##### GIVEN INFORMATION #####

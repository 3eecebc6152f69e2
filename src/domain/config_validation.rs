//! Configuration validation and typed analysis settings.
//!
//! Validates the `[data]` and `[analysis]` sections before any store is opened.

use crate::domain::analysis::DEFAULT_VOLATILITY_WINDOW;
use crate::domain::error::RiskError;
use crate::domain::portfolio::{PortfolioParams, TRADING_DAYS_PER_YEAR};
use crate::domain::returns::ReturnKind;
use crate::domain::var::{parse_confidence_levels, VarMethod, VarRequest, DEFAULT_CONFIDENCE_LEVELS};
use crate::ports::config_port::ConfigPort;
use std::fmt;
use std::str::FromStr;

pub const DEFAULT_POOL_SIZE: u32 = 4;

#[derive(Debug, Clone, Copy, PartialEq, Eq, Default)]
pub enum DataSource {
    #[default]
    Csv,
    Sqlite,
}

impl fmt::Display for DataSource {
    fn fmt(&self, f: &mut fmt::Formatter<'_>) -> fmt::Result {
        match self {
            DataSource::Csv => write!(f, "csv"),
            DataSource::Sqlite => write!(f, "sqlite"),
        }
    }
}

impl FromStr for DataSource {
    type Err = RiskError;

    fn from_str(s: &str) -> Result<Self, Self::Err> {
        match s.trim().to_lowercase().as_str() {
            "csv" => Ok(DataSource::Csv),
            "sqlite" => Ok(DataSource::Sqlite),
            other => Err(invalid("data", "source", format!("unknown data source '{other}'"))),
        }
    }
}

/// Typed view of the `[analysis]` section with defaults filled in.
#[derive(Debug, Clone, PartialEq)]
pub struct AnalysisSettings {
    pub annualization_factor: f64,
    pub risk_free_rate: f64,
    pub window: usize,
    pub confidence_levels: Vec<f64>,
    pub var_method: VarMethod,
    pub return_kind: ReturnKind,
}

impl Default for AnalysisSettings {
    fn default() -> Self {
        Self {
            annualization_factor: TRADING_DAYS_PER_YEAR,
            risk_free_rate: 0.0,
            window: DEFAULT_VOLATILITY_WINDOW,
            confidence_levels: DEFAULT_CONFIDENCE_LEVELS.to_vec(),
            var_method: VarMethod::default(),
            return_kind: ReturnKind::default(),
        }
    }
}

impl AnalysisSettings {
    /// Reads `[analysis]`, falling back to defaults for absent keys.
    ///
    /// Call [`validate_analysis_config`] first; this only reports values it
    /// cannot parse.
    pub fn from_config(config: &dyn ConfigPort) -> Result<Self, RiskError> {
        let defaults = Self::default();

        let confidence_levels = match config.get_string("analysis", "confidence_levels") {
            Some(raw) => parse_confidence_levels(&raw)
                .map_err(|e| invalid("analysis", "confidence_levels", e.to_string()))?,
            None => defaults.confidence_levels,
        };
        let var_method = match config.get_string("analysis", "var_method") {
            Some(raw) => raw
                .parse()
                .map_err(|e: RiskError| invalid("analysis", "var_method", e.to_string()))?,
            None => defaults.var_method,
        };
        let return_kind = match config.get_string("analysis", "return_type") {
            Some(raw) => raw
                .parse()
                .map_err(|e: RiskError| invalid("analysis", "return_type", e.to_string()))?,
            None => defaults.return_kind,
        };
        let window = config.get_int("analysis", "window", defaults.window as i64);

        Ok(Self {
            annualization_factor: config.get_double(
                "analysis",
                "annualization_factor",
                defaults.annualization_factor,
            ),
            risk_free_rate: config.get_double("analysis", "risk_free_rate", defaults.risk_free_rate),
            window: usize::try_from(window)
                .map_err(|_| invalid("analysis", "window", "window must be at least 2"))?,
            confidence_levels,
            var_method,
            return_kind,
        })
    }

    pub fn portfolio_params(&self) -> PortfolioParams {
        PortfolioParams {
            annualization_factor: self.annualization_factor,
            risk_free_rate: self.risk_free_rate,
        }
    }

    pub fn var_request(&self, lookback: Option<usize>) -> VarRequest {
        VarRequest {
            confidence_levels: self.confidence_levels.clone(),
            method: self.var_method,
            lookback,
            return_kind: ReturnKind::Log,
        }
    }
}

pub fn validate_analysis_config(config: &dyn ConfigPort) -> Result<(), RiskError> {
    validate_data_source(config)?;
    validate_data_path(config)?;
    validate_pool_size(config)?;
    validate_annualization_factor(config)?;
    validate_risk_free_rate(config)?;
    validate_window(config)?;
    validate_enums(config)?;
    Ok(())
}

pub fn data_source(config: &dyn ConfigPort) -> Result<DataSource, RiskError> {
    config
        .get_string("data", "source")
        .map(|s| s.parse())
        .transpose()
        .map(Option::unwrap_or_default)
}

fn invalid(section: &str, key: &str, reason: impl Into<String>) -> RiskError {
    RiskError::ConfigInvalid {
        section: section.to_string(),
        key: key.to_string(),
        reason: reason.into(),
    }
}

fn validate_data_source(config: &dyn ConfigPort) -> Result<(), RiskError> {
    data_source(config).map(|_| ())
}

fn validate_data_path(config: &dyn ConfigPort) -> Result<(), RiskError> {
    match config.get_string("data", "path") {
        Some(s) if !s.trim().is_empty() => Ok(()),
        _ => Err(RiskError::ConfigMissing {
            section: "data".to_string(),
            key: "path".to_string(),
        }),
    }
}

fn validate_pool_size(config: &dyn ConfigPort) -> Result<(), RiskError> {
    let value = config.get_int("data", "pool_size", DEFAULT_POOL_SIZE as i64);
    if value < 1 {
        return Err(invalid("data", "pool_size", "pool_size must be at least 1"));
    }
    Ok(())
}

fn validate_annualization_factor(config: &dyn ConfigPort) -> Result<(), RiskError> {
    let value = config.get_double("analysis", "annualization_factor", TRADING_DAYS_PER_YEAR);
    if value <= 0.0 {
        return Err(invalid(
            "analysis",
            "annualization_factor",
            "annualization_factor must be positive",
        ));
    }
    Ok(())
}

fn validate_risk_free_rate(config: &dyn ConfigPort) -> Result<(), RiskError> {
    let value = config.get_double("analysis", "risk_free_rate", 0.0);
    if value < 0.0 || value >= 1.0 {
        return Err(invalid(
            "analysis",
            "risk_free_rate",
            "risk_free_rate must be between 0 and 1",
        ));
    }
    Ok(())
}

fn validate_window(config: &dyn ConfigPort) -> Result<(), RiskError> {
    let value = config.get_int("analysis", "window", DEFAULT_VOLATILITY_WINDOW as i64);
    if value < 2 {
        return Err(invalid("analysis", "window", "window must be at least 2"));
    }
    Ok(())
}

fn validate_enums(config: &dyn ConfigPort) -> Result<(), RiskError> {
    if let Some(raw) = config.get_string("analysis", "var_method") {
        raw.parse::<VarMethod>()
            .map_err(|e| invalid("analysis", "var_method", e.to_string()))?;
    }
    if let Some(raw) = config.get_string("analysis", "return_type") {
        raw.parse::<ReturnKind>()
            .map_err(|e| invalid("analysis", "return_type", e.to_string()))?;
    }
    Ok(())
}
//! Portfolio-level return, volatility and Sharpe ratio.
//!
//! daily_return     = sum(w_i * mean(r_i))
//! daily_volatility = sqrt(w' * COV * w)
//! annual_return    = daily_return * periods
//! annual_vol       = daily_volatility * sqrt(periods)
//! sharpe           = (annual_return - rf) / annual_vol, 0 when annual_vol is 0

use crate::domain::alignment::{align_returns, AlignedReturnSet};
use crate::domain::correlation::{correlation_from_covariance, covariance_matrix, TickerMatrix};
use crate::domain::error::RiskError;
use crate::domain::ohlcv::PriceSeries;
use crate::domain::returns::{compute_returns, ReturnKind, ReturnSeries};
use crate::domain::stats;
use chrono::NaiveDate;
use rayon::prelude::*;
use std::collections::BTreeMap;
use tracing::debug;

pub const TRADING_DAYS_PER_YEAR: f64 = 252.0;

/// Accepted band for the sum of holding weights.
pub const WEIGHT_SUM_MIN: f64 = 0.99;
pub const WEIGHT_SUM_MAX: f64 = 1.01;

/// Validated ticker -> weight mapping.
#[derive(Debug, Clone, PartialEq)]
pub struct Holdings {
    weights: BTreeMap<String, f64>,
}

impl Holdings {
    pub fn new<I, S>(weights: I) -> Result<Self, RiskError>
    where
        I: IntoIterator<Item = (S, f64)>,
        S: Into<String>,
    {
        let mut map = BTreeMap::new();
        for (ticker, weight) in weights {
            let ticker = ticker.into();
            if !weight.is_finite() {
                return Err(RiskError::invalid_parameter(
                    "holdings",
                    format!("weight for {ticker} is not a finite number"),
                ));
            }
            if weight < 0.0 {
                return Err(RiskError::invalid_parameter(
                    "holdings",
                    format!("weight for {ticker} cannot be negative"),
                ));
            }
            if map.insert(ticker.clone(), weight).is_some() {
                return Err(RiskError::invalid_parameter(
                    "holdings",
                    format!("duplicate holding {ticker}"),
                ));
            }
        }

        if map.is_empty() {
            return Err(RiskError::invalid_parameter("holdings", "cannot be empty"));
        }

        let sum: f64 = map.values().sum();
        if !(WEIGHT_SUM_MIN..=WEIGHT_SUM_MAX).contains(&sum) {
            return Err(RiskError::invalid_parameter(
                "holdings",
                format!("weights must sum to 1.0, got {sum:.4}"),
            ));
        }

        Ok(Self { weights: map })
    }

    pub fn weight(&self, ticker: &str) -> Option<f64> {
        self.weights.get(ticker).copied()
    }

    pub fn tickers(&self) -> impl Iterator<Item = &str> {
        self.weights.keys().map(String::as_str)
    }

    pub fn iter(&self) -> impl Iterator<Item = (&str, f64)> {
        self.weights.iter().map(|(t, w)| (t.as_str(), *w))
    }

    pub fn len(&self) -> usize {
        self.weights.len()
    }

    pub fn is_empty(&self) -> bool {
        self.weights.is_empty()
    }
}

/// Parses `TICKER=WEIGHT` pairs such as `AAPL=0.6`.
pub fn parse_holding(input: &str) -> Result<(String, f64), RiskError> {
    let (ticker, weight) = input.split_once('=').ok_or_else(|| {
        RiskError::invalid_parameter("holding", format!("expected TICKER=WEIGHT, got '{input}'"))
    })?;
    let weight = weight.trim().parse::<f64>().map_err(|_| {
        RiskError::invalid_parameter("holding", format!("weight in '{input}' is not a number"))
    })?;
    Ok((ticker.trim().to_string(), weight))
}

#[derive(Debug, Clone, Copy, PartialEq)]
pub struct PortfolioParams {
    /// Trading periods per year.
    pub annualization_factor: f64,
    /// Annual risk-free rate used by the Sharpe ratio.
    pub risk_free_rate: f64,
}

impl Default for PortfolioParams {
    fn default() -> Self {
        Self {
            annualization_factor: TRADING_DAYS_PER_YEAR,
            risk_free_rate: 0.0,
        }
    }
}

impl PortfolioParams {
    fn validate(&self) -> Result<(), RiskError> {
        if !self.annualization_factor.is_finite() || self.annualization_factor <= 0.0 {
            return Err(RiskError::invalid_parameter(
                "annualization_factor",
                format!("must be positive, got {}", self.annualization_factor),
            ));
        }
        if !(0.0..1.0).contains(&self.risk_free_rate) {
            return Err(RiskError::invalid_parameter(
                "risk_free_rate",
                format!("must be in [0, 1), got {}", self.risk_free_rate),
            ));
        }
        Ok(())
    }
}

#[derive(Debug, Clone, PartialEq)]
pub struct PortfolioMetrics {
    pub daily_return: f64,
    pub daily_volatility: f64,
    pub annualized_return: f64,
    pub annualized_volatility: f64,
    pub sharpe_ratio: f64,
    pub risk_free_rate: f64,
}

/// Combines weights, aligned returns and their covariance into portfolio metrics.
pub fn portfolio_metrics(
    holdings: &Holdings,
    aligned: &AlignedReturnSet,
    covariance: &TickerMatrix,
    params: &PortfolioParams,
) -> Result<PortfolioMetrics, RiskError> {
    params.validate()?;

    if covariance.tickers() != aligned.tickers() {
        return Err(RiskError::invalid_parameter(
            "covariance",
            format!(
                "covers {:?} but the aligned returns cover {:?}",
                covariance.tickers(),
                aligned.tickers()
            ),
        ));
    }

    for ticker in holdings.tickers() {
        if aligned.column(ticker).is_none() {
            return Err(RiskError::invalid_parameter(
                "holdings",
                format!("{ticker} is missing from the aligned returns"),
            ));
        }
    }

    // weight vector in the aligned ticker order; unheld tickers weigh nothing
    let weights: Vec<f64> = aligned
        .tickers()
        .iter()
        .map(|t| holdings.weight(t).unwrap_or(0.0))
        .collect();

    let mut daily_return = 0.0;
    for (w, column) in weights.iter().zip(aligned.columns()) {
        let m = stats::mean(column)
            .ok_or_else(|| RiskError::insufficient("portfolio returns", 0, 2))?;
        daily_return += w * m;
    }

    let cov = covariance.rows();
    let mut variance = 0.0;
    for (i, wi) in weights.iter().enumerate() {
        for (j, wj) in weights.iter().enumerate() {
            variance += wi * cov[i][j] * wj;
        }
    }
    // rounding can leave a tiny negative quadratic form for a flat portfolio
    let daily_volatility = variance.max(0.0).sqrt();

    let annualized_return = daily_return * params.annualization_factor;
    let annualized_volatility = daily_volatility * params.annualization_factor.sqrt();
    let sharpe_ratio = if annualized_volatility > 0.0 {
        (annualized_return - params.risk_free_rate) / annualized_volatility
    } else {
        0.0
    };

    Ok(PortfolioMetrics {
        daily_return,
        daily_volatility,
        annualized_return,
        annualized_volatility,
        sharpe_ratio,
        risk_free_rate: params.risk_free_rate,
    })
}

#####

TASK TO CARRY OUT :: Scan the records above. Return every line with "least" in it.

WORKED SOLUTION ::
                .map_err(|_| invalid("analysis", "window", "window must be at least 2"))?,
        return Err(invalid("data", "pool_size", "pool_size must be at least 1"));
        return Err(invalid("analysis", "window", "window must be at least 2"));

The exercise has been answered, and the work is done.